But first, there was this fantastic pi handle on the door.

I wish you could see the woman in the shiny pantsuit with the gold spider necklace bigger than her sternum.

Leaving aside the fact that it is really hard to distinguish the art from the math exhibits in this museum, I enjoyed learning how Bakker creates his very compelling sculptures. For this guy, it’s all about the process.

None of this is art. The gallery is in the back, behind the 3D printing design room.

As a kid, Anton Bakker liked MC Escher. The exhibit included six Escher originals — get this: I am so used to seeing Escher posters on various coffee shops (and face it, college dorm room walls) that I didn’t even recognize them for originals. No joke. It never even occurred to me that they MIGHT be originals, or even, that there are original Eschers in the world.

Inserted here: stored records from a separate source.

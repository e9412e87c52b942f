use thiserror::Error;

/// Contract violations detected while building or binding an ensemble.
///
/// These are fatal to engine startup. Misbehaving pool members never surface
/// here: their votes are absorbed during aggregation instead.
#[derive(Debug, Clone, PartialEq, Error)]
pub enum ConfigError {
    #[error("pool size must be at least 1")]
    EmptyPool,

    #[error("active count must be at least 1")]
    NoActiveLearners,

    #[error("active count {active} exceeds pool size {pool}")]
    ActiveCountExceedsPool { active: usize, pool: usize },

    #[error("window size must be greater than 0")]
    ZeroWindow,

    #[error("decay factor {0} is outside [0, 1)")]
    DecayOutOfRange(f64),

    #[error("reselection period must be at least 1")]
    ZeroReselectionPeriod,

    #[error("stacking supports binary targets only, got {classes} classes")]
    NonBinaryStacking { classes: usize },

    #[error("target attribute must be nominal")]
    UnsupportedTarget,
}
mod train_spy_classifier;

pub use train_spy_classifier::{TrainSpyClassifier, TrainSpyHandle};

This is a failure of imagination. Or possibly a result of oversaturation of imitation.

Luckily, a young person handed me a free museum entry card! I’ll go back.

This is the artist, discussing his method. The best part of this was that he kept waving his hands as if the video loop was not a video but an interactive display that reacted to his movements. (We all make our own magic.)

So, the process: he takes a cube made of other cubes (think of the structures you made in pre-K with marshmallows and toothpicks to learn about planes and cubes) and then, using this structure as a map, he runs a program that traces various pathways through multiple points on his cube map following “code” until it hits upon a closed-loop shape (no word on whether the artist developed the code himself or just the rules of the code, or if he merely chooses a semi-randomly-generated closed-loop shape he likes best ) and then he picks the angular line drawings that seem like they might look cool as 3D sculptures, curves the lines, and adds dimensionality to the shape the line makes and then he 3D prints the shape and adds metal.

And you get something like this:

When the sculptures are little they are mounted on swivel bases and apparently it is okay to turn them. Again: it is so hard to differentiate between the art and the science in this museum of objectified abstractions.

The sculptures, which will remind you of Möbius strips because many of them are Möbius strips, are shiny and compelling. Why? Because they are orderly and follow rules while also breaking them — like the best optical illusions. There are curves, knots, and at the end of the hallway, a fractal tree. Nothing is more complicated than the doodles your smartest math-geek friend did in fifth grade (the one who grew up to be a very wealthy engineer), and all of them are absolutely pretty.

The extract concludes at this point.